- Opening Delimiter -
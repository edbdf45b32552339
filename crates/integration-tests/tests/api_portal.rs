//! Customer portal accounts and self-service routes.

use axum::http::StatusCode;
use serde_json::json;

use webshop_crm_core::UserRole;
use webshop_crm_integration_tests::{PASSWORD, TestApp};

#[tokio::test]
async fn test_unverified_login_requires_verification() {
    let app = TestApp::new().await;

    let (status, body) = app
        .post(
            "/api/customer-auth/register",
            None,
            json!({
                "email": "nieuw@example.nl",
                "password": PASSWORD,
                "first_name": "Nieuw",
                "last_name": "Klant",
            }),
        )
        .await;
    assert_eq!(status, StatusCode::CREATED, "{body}");
    assert!(body["customer_id"].is_i64());

    let (status, body) = app
        .post(
            "/api/customer-auth/login",
            None,
            json!({ "email": "nieuw@example.nl", "password": PASSWORD }),
        )
        .await;
    assert_eq!(status, StatusCode::FORBIDDEN);
    assert_eq!(body["requires_verification"], true);
}

#[tokio::test]
async fn test_forgot_password_does_not_reveal_accounts() {
    let app = TestApp::new().await;

    let (status, unknown) = app
        .post(
            "/api/customer-auth/forgot-password",
            None,
            json!({ "email": "niemand@example.nl" }),
        )
        .await;
    assert_eq!(status, StatusCode::OK);

    let (customer, _) = app.customer_login().await;
    let (status, known) = app
        .post(
            "/api/customer-auth/forgot-password",
            None,
            json!({ "email": customer.email.as_str() }),
        )
        .await;
    assert_eq!(status, StatusCode::OK);
    assert_eq!(unknown["message"], known["message"]);
}

#[tokio::test]
async fn test_invalid_verification_token() {
    let app = TestApp::new().await;
    let (status, _) = app.get("/api/customer-auth/verify/onzin", None).await;
    assert_eq!(status, StatusCode::BAD_REQUEST);
}

#[tokio::test]
async fn test_portal_rejects_staff_tokens() {
    let app = TestApp::new().await;
    let staff = app.staff_token(UserRole::Admin).await;

    let (status, _) = app.get("/api/customer-portal/profile", Some(&staff)).await;
    assert_eq!(status, StatusCode::FORBIDDEN);

    let (_, customer) = app.customer_login().await;
    let (status, _) = app.get("/api/customers", Some(&customer)).await;
    assert!(
        status == StatusCode::UNAUTHORIZED || status == StatusCode::FORBIDDEN,
        "customer token reached a staff route: {status}"
    );
}

#[tokio::test]
async fn test_profile_update() {
    let app = TestApp::new().await;
    let (_, token) = app.customer_login().await;

    let (status, body) = app
        .put(
            "/api/customer-portal/profile",
            Some(&token),
            json!({ "city": "Utrecht", "phone": "0301234567" }),
        )
        .await;
    assert_eq!(status, StatusCode::OK, "{body}");
    assert_eq!(body["customer"]["city"], "Utrecht");

    let (status, _) = app
        .put(
            "/api/customer-portal/profile",
            Some(&token),
            json!({ "first_name": "   " }),
        )
        .await;
    assert_eq!(status, StatusCode::BAD_REQUEST);

    let (status, body) = app.get("/api/customer-portal/profile", Some(&token)).await;
    assert_eq!(status, StatusCode::OK);
    assert_eq!(body["customer"]["first_name"], "Piet");
    assert_eq!(body["customer"]["phone"], "0301234567");
}

#[tokio::test]
async fn test_customer_only_sees_own_orders() {
    let app = TestApp::new().await;
    let staff = app.staff_token(UserRole::User).await;
    let (me, token) = app.customer_login().await;
    let (other, _) = app.customer_login().await;

    let mut order_ids = Vec::new();
    for (customer_id, number) in [(me.id.as_i64(), "P-1"), (other.id.as_i64(), "P-2")] {
        let (status, body) = app
            .post(
                "/api/orders",
                Some(&staff),
                json!({
                    "customer_id": customer_id,
                    "order_number": number,
                    "total_amount": 12.5,
                    "items": [{ "product_name": "Thee", "quantity": 1, "unit_price": 12.5 }],
                }),
            )
            .await;
        assert_eq!(status, StatusCode::CREATED, "{body}");
        order_ids.push(body["order_id"].as_i64().unwrap());
    }

    let (status, body) = app.get("/api/customer-portal/orders", Some(&token)).await;
    assert_eq!(status, StatusCode::OK);
    let orders = body["orders"].as_array().unwrap();
    assert_eq!(orders.len(), 1);
    assert_eq!(orders[0]["order_number"], "P-1");
    assert_eq!(body["pagination"]["limit"], 10);

    let (status, body) = app
        .get(&format!("/api/customer-portal/orders/{}", order_ids[0]), Some(&token))
        .await;
    assert_eq!(status, StatusCode::OK);
    assert_eq!(body["items"].as_array().unwrap().len(), 1);

    let (status, _) = app
        .get(&format!("/api/customer-portal/orders/{}", order_ids[1]), Some(&token))
        .await;
    assert_eq!(status, StatusCode::NOT_FOUND);

    let (status, body) = app.get("/api/customer-portal/analytics", Some(&token)).await;
    assert_eq!(status, StatusCode::OK);
    assert_eq!(body["favourite_products"][0]["product_name"], "Thee");
}

#[tokio::test]
async fn test_register_claims_existing_customer() {
    let app = TestApp::new().await;
    let staff = app.staff_token(UserRole::User).await;

    let (status, body) = app
        .post(
            "/api/customers",
            Some(&staff),
            json!({ "email": "winkel@example.nl", "first_name": "Eva", "last_name": "Mulder" }),
        )
        .await;
    assert_eq!(status, StatusCode::CREATED, "{body}");
    let crm_id = body["customer"]["id"].as_i64().unwrap();

    let registration = json!({
        "email": "Winkel@Example.nl",
        "password": PASSWORD,
        "first_name": "Eva",
        "last_name": "Mulder",
    });
    let (status, body) = app
        .post("/api/customer-auth/register", None, registration.clone())
        .await;
    assert_eq!(status, StatusCode::CREATED, "{body}");
    assert_eq!(body["customer_id"], crm_id);

    // The claimed account now has a password, but is not verified yet
    let (status, body) = app
        .post(
            "/api/customer-auth/login",
            None,
            json!({ "email": "winkel@example.nl", "password": PASSWORD }),
        )
        .await;
    assert_eq!(status, StatusCode::FORBIDDEN);
    assert_eq!(body["requires_verification"], true);

    let (status, body) = app
        .post("/api/customer-auth/register", None, registration)
        .await;
    assert_eq!(status, StatusCode::BAD_REQUEST);
    assert!(body["error"].is_string());

    let (_, body) = app.get("/api/customers?search=winkel", Some(&staff)).await;
    assert_eq!(body["pagination"]["total"], 1);
}

#[tokio::test]
async fn test_reset_password_with_token() {
    let app = TestApp::new().await;
    let (customer, _) = app.customer_login().await;
    let token = app.state.keys().reset_token(&customer).unwrap();
    let uri = format!("/api/customer-auth/reset-password/{token}");

    let (status, body) = app.post(&uri, None, json!({ "password": "kort" })).await;
    assert_eq!(status, StatusCode::BAD_REQUEST, "{body}");

    let (status, body) = app
        .post(&uri, None, json!({ "password": "nieuwgeheim" }))
        .await;
    assert_eq!(status, StatusCode::OK, "{body}");

    let login = |password: &'static str| {
        json!({ "email": customer.email.as_str(), "password": password })
    };
    let (status, _) = app
        .post("/api/customer-auth/login", None, login(PASSWORD))
        .await;
    assert_eq!(status, StatusCode::UNAUTHORIZED);
    let (status, body) = app
        .post("/api/customer-auth/login", None, login("nieuwgeheim"))
        .await;
    assert_eq!(status, StatusCode::OK, "{body}");

    let (status, _) = app
        .post(
            "/api/customer-auth/reset-password/onzin",
            None,
            json!({ "password": "nieuwgeheim" }),
        )
        .await;
    assert_eq!(status, StatusCode::BAD_REQUEST);

    // A verification token is not a reset token
    let verify = app.state.keys().verification_token(&customer).unwrap();
    let (status, _) = app
        .post(
            &format!("/api/customer-auth/reset-password/{verify}"),
            None,
            json!({ "password": "nieuwgeheim" }),
        )
        .await;
    assert_eq!(status, StatusCode::BAD_REQUEST);
}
- Closing Delimiter -
_Work item_
In the data above, how many lines contain the word "pagination"? Only the number is wanted.

_Output for this task_
2